ABI Bankruptcy Brief
 
 
 
NEWS AND ANALYSIS

Senate Passes Amended Version of "COVID-19 Bankruptcy Relief Extension Act of 2021" Ahead of March 27 Deadline



As key bankruptcy relief provisions passed last year are due to sunset on March 27, the Senate last night passed by unanimous consent an amended version of H.R. 1651, the “COVID-19 Bankruptcy Relief Extension Act of 2021.” The legislation was amended to only include the CARES Act bankruptcy provisions, which will be extended one year to sunset on March 27, 2022. According to Hill sources, the amendment struck section 2(c) from the bill, which was the section extending the bankruptcy provisions of December's “Consolidated Appropriations Act of 2021” (CAA) that are due to sunset on December 27. While the COVID-19 Bankruptcy Relief Extension Act originally proposed the CAA provisions to expire at the same time as the CARES bankruptcy provisions on March 27, 2022, the amendment means that the CAA provisions will still expire in eight months.

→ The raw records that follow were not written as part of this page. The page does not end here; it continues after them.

//! Run result models

use crate::core::action::FileAction;
use serde::{Deserialize, Serialize};
use std::fmt;
use std::path::PathBuf;
use uuid::Uuid;

/// Why an action was not applied automatically
#[derive(Debug, Clone, PartialEq, Eq, Serialize, Deserialize)]
#[serde(tag = "kind", content = "detail", rename_all = "snake_case")]
pub enum ReviewReason {
    /// New file, but auto-apply was off
    NewFileManualApply,
    /// Target already exists
    ExistingFile,
    /// Modifications are never applied automatically
    ModifyNotSupported,
    UnknownAction(String),
    InvalidPath(String),
    WriteFailed(String),
}

impl ReviewReason {
    /// Whether this item should flip the run's `ok` flag
    pub fn is_failure(&self) -> bool {
        matches!(self, ReviewReason::WriteFailed(_))
    }
}

impl fmt::Display for ReviewReason {
    fn fmt(&self, f: &mut fmt::Formatter<'_>) -> fmt::Result {
        match self {
            ReviewReason::NewFileManualApply => write!(f, "new file, manual apply"),
            ReviewReason::ExistingFile => write!(f, "existing file, manual review"),
            ReviewReason::ModifyNotSupported => write!(f, "modification requires manual review"),
            ReviewReason::UnknownAction(op) => write!(f, "unknown action '{}'", op),
            ReviewReason::InvalidPath(reason) => write!(f, "invalid path: {}", reason),
            ReviewReason::WriteFailed(err) => write!(f, "write failed: {}", err),
        }
    }
}

/// A file written by the materializer
#[derive(Debug, Clone, PartialEq, Eq, Serialize, Deserialize)]
pub struct AppliedFile {
    /// Path as given in the action
    pub path: String,

    /// Where the file landed on disk
    pub written_to: PathBuf,

    pub bytes: usize,
}

/// An action left for the user to handle
#[derive(Debug, Clone, PartialEq, Eq, Serialize, Deserialize)]
pub struct ReviewItem {
    pub path: String,
    pub reason: ReviewReason,

    /// Persisted plan that holds the full proposal for this file
    pub pointer: PathBuf,
}

/// Overall result of materializing a step
#[derive(Debug, Clone, Copy, PartialEq, Eq, Serialize, Deserialize)]
#[serde(rename_all = "snake_case")]
pub enum RunOutcome {
    /// Actions were extracted and every attempted write succeeded
    Materialized,
    /// The plan yielded no usable actions
    NoExtractableActions,
    /// At least one write failed
    WriteFailures,
}

impl RunOutcome {
    pub fn as_str(&self) -> &'static str {
        match self {
            RunOutcome::Materialized => "materialized",
            RunOutcome::NoExtractableActions => "no_extractable_actions",
            RunOutcome::WriteFailures => "write_failures",
        }
    }

    pub fn parse(value: &str) -> Option<Self> {
        match value {
            "materialized" => Some(RunOutcome::Materialized),
            "no_extractable_actions" => Some(RunOutcome::NoExtractableActions),
            "write_failures" => Some(RunOutcome::WriteFailures),
            _ => None,
        }
    }
}

impl fmt::Display for RunOutcome {
    fn fmt(&self, f: &mut fmt::Formatter<'_>) -> fmt::Result {
        f.write_str(self.as_str())
    }
}

/// Applied/review partition produced by the materializer
#[derive(Debug, Clone, Default, PartialEq, Eq, Serialize, Deserialize)]
pub struct Materialization {
    pub applied: Vec<AppliedFile>,
    pub needs_review: Vec<ReviewItem>,
    pub ok: bool,
}

/// Typed result of running one step
#[derive(Debug, Clone, Serialize, Deserialize)]
pub struct StepRunReport {
    pub run_id: Uuid,
    pub step_id: String,
    pub model: String,

    /// Where the raw plan was saved
    pub plan_path: PathBuf,

    /// Raw plan text
    pub plan: String,

    /// Actions in scheduled order, after truncation
    pub actions: Vec<FileAction>,

    pub applied: Vec<AppliedFile>,
    pub needs_review: Vec<ReviewItem>,

    /// False only when a write was attempted and failed
    pub ok: bool,

    pub outcome: RunOutcome,

    /// Notes from action extraction (dropped items, parse failures)
    pub parse_diagnostics: Vec<String>,
}

impl StepRunReport {
    pub fn applied_count(&self) -> usize {
        self.applied.len()
    }

    pub fn review_count(&self) -> usize {
        self.needs_review.len()
    }
}

/// Result of bootstrapping a project
#[derive(Debug, Clone, Serialize, Deserialize)]
pub struct InitReport {
    pub agent_dir: PathBuf,
    pub config_path: PathBuf,

    /// Template directory actually used, if one was found
    pub template_directory: Option<PathBuf>,

    /// Spec files filled from a model response
    pub generated: Vec<String>,

    /// Templates that were missing and replaced by a placeholder outline
    pub placeholder_templates: Vec<String>,

    /// Spec files written as an error notice because generation failed
    pub failed: Vec<String>,
}
//! Action scheduler - orders extracted actions and trims incomplete code

use crate::core::{
    action::{FileAction, FileType},
    config::TruncationPolicy,
};
use std::borrow::Cow;
use tracing::debug;

/// Text that identifies a truncation marker line
const MARKER_TAG: &str = "lines omitted from incomplete draft]";

/// Orders actions and applies the truncation policy
#[derive(Debug, Clone, Copy, Default)]
pub struct ActionScheduler {
    policy: TruncationPolicy,
}

impl ActionScheduler {
    pub fn new(policy: TruncationPolicy) -> Self {
        Self { policy }
    }

    /// Sort and truncate
    ///
    /// Order: documentation before code, then ascending priority, then
    /// complete before incomplete. The sort is stable, so ties keep the
    /// order the model listed them in.
    pub fn schedule(&self, mut actions: Vec<FileAction>) -> Vec<FileAction> {
        actions.sort_by_key(sort_key);

        for action in &mut actions {
            if action.file_type != FileType::Code || action.is_complete {
                continue;
            }
            if let Cow::Owned(trimmed) = truncate_content(&action.content, &self.policy) {
                debug!(
                    "Truncated incomplete draft {} from {} to {} bytes",
                    action.path,
                    action.content.len(),
                    trimmed.len()
                );
                action.content = trimmed;
            }
        }

        actions
    }
}

fn sort_key(action: &FileAction) -> (u8, u8, u8) {
    let type_rank = match action.file_type {
        FileType::Documentation => 0,
        FileType::Code => 1,
    };
    (type_rank, action.priority, u8::from(!action.is_complete))
}

/// Keep the head and tail of oversized content, replacing the middle with a marker
///
/// Content at or under either limit, or already carrying a marker, is
/// returned unchanged.
pub fn truncate_content<'a>(content: &'a str, policy: &TruncationPolicy) -> Cow<'a, str> {
    if content.chars().count() <= policy.threshold_chars || content.contains(MARKER_TAG) {
        return Cow::Borrowed(content);
    }

    let lines: Vec<&str> = content.lines().collect();
    if lines.len() <= policy.min_lines || lines.len() <= policy.head_lines + policy.tail_lines + 1 {
        return Cow::Borrowed(content);
    }

    let tail_start = lines.len() - policy.tail_lines;
    let omitted = tail_start - policy.head_lines;

    let mut out = Vec::with_capacity(policy.head_lines + policy.tail_lines + 1);
    out.extend_from_slice(&lines[..policy.head_lines]);
    let marker = format!("... [{} {}", omitted, MARKER_TAG);
    out.push(marker.as_str());
    out.extend_from_slice(&lines[tail_start..]);

    let mut joined = out.join("\n");
    if content.ends_with('\n') {
        joined.push('\n');
    }
    Cow::Owned(joined)
}
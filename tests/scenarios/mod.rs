//! Scenario-based tests for stepgen

mod context_chain;
mod end_to_end;
mod generation_failures;
mod initialization;
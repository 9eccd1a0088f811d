//! Pipeline error taxonomy

use std::path::PathBuf;
use thiserror::Error;

/// Errors raised by the step generation pipeline
///
/// Per-action kinds (`InvalidPath`, `WriteFailed`) are recorded in the run
/// report instead of aborting the batch; the rest abort the operation that
/// raised them.
#[derive(Debug, Error)]
pub enum PipelineError {
    #[error("Unknown step '{step}'. Available steps: {available}")]
    UnknownStep { step: String, available: String },

    #[error("No step follows '{0}'. Name the step to run explicitly")]
    NoNextStep(String),

    #[error("Specification template not found for step '{step}': {path}")]
    TemplateNotFound { step: String, path: PathBuf },

    #[error("Generation failed: {0}")]
    GenerationFailed(String),

    #[error("Generation timed out after {0} seconds")]
    GenerationTimeout(u64),

    #[error("Could not extract file actions from plan: {0}")]
    PlanParseFailed(String),

    #[error("Invalid path '{path}': {reason}")]
    InvalidPath { path: String, reason: String },

    #[error("Failed to write '{}': {source}", path.display())]
    WriteFailed {
        path: PathBuf,
        #[source]
        source: std::io::Error,
    },

    #[error("Setting key '{key}' is not allowed. Allowed keys: {allowed}")]
    ConfigKeyNotAllowed { key: String, allowed: String },

    #[error("Invalid value for '{key}': {reason}")]
    InvalidConfigValue { key: String, reason: String },

    #[error("Project not initialized: {} not found. Run 'stepgen init' first", .0.display())]
    NotInitialized(PathBuf),

    #[error("Project already initialized at {}. Use --force to overwrite", .0.display())]
    AlreadyInitialized(PathBuf),

    #[error("Another stepgen process holds the project lock at {}", .0.display())]
    ProjectLocked(PathBuf),

    #[error("I/O error: {0}")]
    Io(#[from] std::io::Error),

    #[error("JSON error: {0}")]
    Json(#[from] serde_json::Error),
}

pub type Result<T> = std::result::Result<T, PipelineError>;
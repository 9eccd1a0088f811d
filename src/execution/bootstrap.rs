//! Project bootstrap - fills `spec/` with model-customized templates

use crate::{
    agent::{GenerationOptions, GenerationProvider},
    core::{PipelineError, ProjectLayout, Result, Step},
    execution::generator::bounded_generate,
};
use std::io::ErrorKind;
use std::path::{Path, PathBuf};
use tracing::{debug, info, warn};

/// Step whose spec gets the problem-definition prompt
const PROBLEM_DEFINITION_STEP: &str = "step1";

/// How a spec file's content was obtained
#[derive(Debug, Clone, Copy, PartialEq, Eq)]
pub enum SpecSource {
    /// Model output based on the real template
    Generated,
    /// Model output based on a placeholder outline
    GeneratedFromPlaceholder,
    /// Generation failed; the file holds an error notice
    ErrorNotice,
}

/// One spec file ready to be written
#[derive(Debug, Clone)]
pub struct SpecDraft {
    pub template: String,
    pub content: String,
    pub source: SpecSource,
}

/// Generates the per-step specification files used by later steps
#[derive(Debug, Clone, Copy)]
pub struct SpecBootstrapper {
    timeout_secs: u64,
}

impl SpecBootstrapper {
    pub fn new(timeout_secs: u64) -> Self {
        Self { timeout_secs }
    }

    /// Create the project directories, clearing old state when `force` is set
    pub fn prepare(&self, layout: &ProjectLayout, force: bool) -> Result<()> {
        if layout.config_path().exists() {
            if !force {
                return Err(PipelineError::AlreadyInitialized(layout.agent_dir().to_path_buf()));
            }
            info!("Re-initializing {}", layout.agent_dir().display());
            remove_dir_if_present(&layout.spec_dir())?;
            remove_dir_if_present(&layout.outputs_dir())?;
            std::fs::remove_file(layout.config_path())?;
        }

        std::fs::create_dir_all(layout.spec_dir())?;
        std::fs::create_dir_all(layout.outputs_dir())?;
        debug!("Created {}", layout.agent_dir().display());
        Ok(())
    }

    /// Produce the spec file for one step
    ///
    /// Never fails: a missing template becomes a placeholder outline and a
    /// provider failure becomes an error notice the user can fill in.
    pub async fn draft_spec<P>(
        &self,
        provider: &P,
        model: &str,
        problem_description: &str,
        step: &Step,
        template_dir: Option<&Path>,
    ) -> SpecDraft
    where
        P: GenerationProvider + ?Sized,
    {
        let (template, from_placeholder) = match read_template(&step.template, template_dir) {
            Some(text) => (text, false),
            None => (placeholder_template(&step.template, template_dir), true),
        };

        let prompt = build_spec_prompt(problem_description, step, &template);
        let options = GenerationOptions::new(model);

        match bounded_generate(provider, &prompt, &options, self.timeout_secs).await {
            Ok(content) => SpecDraft {
                template: step.template.clone(),
                content,
                source: if from_placeholder {
                    SpecSource::GeneratedFromPlaceholder
                } else {
                    SpecSource::Generated
                },
            },
            Err(e) => {
                warn!("Error generating content for {}: {}", step.template, e);
                SpecDraft {
                    template: step.template.clone(),
                    content: error_notice(&step.template, problem_description, &e),
                    source: SpecSource::ErrorNotice,
                }
            }
        }
    }
}

/// Use `requested` if it is a directory, otherwise warn and return `None`
pub fn resolve_template_dir(requested: Option<&Path>) -> Option<PathBuf> {
    let dir = requested?;
    if dir.is_dir() {
        Some(std::fs::canonicalize(dir).unwrap_or_else(|_| dir.to_path_buf()))
    } else {
        warn!(
            "Template directory not found: {}. Specifications will be generated from placeholders",
            dir.display()
        );
        None
    }
}

fn read_template(template: &str, template_dir: Option<&Path>) -> Option<String> {
    let path = template_dir?.join(template);
    match std::fs::read_to_string(&path) {
        Ok(text) => Some(text),
        Err(e) if e.kind() == ErrorKind::NotFound => {
            warn!("Template file not found: {}", path.display());
            None
        }
        Err(e) => {
            warn!("Could not read template file {}: {}", path.display(), e);
            None
        }
    }
}

fn placeholder_template(template: &str, template_dir: Option<&Path>) -> String {
    let source = template_dir
        .map(|d| format!("'{}'", d.display()))
        .unwrap_or_else(|| "any template directory".to_string());
    format!(
        "# {template}\n\n\
         This is a minimal placeholder template for {template} because the original could not be found or read from {source}.\n\n\
         Please customize this file with appropriate sections and content based on the project's needs.\n"
    )
}

fn error_notice(template: &str, problem_description: &str, err: &PipelineError) -> String {
    format!(
        "# Error Generating {template}\n\n\
         Unfortunately, there was an error generating this template: {err}\n\n\
         ## Manual Action Required\n\n\
         Please modify this file with the appropriate content for {template}.\n\n\
         The high-level problem description was:\n\"{problem_description}\"\n"
    )
}

/// Prompt asking the model to tailor one template to the problem
pub fn build_spec_prompt(problem_description: &str, step: &Step, template: &str) -> String {
    let task = if step.id == PROBLEM_DEFINITION_STEP {
        format!(
            "Your task is to create a detailed problem definition based on this high-level description.\n\n\
             Here is the template structure to follow:\n```\n{template}\n```\n\n\
             Based on the problem description, generate a customized version of this specification file that:\n\
             1. Maintains the same structure but tailors the content specifically to this problem domain\n\
             2. Includes the exact high-level problem description in the \"Output\" section under \"Validated Problem Statement\"\n\
             3. Expands on the description with more context, target audience details and core objectives\n\
             4. Keeps all sections and headings from the template\n"
        )
    } else {
        format!(
            "Your task is to: {}\n\n\
             Here is the template structure to follow:\n```\n{template}\n```\n\n\
             Based on the problem description, generate a customized version of this specification file that \
             maintains the same structure but tailors the content specifically to this problem domain. \
             Keep all sections and headings from the template, adapting the examples, suggestions and details \
             to the problem described above.\n",
            step.init_instruction
        )
    };

    format!(
        "You are an AI agent tasked with creating a specification file for an application.\n\n\
         The high-level problem description for the application is:\n\"{}\"\n\n\
         {task}\nThe content should be clear, specific, and actionable.\n",
        problem_description.trim()
    )
}

fn remove_dir_if_present(dir: &Path) -> Result<()> {
    match std::fs::remove_dir_all(dir) {
        Ok(()) => Ok(()),
        Err(e) if e.kind() == ErrorKind::NotFound => Ok(()),
        Err(e) => Err(e.into()),
    }
}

The Senate-amended version of H.R. 1651 now heads back to the House of Representatives for passage potentially before the end of the week.



Overall, the legislation would extend personal and small business bankruptcy relief provisions that were part of last year's CARES Act through March 2022. Some of the key provisions of last year's relief packages were the increased debt limit to $7.5 million for small business debtors electing to file under subchapter V and allowing individuals to seek COVID-19–related hardship modifications, among other changes. Senate Judiciary Chair Richard Durbin (D-Ill.) and Ranking Member Chuck Grassley (R-Iowa) introduced S. 473 on February 25 to extend the bankruptcy provision sunsets, and House Judiciary Committee Chairman Jerry Nadler, D-N.Y., introduced H.R. 1651, the House companion, on March 8. ABI on March 5 sent a letter to Senate Judiciary Committee leadership supporting S. 473, the "COVID-19 Bankruptcy Relief Extension Act," to extend, for another year, bankruptcy-relief provisions due to sunset in the 2020 CARES Act and December 2020 omnibus appropriations bill. “There is no doubt that the COVID-19 pandemic and its aftermath will continue to put significant strain on U.S. small businesses in the near future and perhaps for years to come,” ABI Executive Director Amy Quackenboss wrote in the letter to Sens. Durbin and Grassley. “By extending the increased debt limit of the SBRA, the COVID-19 Bankruptcy Relief Extension Act offers much-needed relief to a growing number of U.S. small businesses who find themselves in need of reorganizing in order to stay in business.” Click here to read ABI’s letter.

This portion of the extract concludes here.